Task prompt »
Your answer is the lines below, exactly, from the one that contains "x += scaled.h_advance(id)" through the one that contains "the last line", both included.

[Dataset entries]
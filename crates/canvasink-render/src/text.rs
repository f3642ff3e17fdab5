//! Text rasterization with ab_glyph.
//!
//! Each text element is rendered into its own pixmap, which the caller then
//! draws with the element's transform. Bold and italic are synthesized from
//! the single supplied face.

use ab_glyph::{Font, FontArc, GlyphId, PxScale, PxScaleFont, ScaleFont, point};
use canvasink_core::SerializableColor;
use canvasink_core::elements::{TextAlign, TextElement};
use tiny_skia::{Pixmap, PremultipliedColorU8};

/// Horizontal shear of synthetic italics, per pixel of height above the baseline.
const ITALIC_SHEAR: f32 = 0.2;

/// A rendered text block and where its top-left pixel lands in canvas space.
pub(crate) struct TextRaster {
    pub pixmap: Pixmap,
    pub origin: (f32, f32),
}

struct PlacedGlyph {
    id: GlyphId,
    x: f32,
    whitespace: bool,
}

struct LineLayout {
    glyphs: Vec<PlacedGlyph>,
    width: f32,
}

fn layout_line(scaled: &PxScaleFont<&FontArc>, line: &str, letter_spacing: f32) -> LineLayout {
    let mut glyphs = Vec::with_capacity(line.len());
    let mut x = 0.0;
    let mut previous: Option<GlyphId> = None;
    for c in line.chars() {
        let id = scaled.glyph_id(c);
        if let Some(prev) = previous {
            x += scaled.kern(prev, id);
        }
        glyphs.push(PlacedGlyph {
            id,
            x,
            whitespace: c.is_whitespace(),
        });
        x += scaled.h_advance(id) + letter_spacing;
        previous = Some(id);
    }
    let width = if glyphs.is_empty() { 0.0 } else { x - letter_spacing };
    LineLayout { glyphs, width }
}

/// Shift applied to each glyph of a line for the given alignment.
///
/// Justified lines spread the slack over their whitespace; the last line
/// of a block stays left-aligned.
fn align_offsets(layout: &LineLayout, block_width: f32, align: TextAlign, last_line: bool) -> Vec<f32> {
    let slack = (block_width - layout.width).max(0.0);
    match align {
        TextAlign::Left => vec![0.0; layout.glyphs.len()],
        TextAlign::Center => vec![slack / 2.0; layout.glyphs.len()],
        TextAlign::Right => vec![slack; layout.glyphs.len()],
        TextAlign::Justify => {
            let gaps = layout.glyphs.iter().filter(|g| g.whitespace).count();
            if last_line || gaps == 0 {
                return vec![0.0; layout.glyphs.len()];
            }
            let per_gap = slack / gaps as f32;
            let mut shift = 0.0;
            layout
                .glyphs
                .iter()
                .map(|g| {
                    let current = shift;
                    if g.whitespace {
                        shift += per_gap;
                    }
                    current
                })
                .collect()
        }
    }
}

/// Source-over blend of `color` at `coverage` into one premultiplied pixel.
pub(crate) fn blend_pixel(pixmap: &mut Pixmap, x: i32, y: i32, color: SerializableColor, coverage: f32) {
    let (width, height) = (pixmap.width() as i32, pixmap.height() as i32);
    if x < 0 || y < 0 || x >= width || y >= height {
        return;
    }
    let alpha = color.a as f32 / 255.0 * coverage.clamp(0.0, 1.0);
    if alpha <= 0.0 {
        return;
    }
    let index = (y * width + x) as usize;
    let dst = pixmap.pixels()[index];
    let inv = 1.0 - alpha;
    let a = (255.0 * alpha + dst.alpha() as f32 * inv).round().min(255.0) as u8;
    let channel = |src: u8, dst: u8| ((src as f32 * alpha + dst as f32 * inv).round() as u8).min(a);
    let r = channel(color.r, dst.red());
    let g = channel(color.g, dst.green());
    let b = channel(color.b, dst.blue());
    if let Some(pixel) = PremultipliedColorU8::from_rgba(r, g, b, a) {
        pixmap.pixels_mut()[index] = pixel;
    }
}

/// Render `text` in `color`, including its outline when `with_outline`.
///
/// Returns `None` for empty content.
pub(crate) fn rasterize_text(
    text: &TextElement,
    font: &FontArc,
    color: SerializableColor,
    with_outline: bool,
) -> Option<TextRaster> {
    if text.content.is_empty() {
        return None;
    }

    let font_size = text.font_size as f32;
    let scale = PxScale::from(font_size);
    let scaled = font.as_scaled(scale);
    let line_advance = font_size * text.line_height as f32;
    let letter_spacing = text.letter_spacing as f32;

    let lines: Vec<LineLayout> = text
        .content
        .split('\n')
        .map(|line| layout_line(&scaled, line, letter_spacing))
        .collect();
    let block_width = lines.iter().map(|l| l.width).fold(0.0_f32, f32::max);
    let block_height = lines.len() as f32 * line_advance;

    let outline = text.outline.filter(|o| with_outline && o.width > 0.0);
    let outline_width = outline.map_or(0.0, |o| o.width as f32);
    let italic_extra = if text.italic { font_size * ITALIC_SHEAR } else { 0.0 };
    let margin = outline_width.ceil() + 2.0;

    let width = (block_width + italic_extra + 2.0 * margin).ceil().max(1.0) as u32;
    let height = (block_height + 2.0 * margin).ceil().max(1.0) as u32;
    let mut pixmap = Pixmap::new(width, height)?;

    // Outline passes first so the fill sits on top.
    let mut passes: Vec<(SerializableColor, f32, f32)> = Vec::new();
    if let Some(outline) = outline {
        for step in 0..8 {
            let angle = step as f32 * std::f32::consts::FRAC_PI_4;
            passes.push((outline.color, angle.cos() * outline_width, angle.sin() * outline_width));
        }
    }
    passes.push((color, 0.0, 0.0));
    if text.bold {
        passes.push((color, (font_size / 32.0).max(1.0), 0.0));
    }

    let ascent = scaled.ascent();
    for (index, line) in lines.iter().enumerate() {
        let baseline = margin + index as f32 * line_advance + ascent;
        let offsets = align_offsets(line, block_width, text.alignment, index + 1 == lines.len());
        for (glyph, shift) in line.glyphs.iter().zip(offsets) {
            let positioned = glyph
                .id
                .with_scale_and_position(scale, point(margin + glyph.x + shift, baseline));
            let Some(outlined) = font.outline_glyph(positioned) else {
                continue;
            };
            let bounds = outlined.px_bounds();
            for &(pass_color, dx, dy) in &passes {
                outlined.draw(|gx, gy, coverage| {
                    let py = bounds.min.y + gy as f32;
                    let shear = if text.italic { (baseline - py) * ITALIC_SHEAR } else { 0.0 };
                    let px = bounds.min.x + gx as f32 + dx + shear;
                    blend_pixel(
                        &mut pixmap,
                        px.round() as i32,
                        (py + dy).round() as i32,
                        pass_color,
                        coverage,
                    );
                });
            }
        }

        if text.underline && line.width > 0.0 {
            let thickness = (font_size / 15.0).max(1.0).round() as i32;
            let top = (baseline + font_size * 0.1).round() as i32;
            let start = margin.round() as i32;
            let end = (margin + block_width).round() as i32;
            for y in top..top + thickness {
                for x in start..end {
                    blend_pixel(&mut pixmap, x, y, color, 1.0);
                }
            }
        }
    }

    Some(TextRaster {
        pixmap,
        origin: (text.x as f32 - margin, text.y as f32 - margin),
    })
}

Response »
        x += scaled.h_advance(id) + letter_spacing;
        previous = Some(id);
    }
    let width = if glyphs.is_empty() { 0.0 } else { x - letter_spacing };
    LineLayout { glyphs, width }
}

/// Shift applied to each glyph of a line for the given alignment.
///
/// Justified lines spread the slack over their whitespace; the last line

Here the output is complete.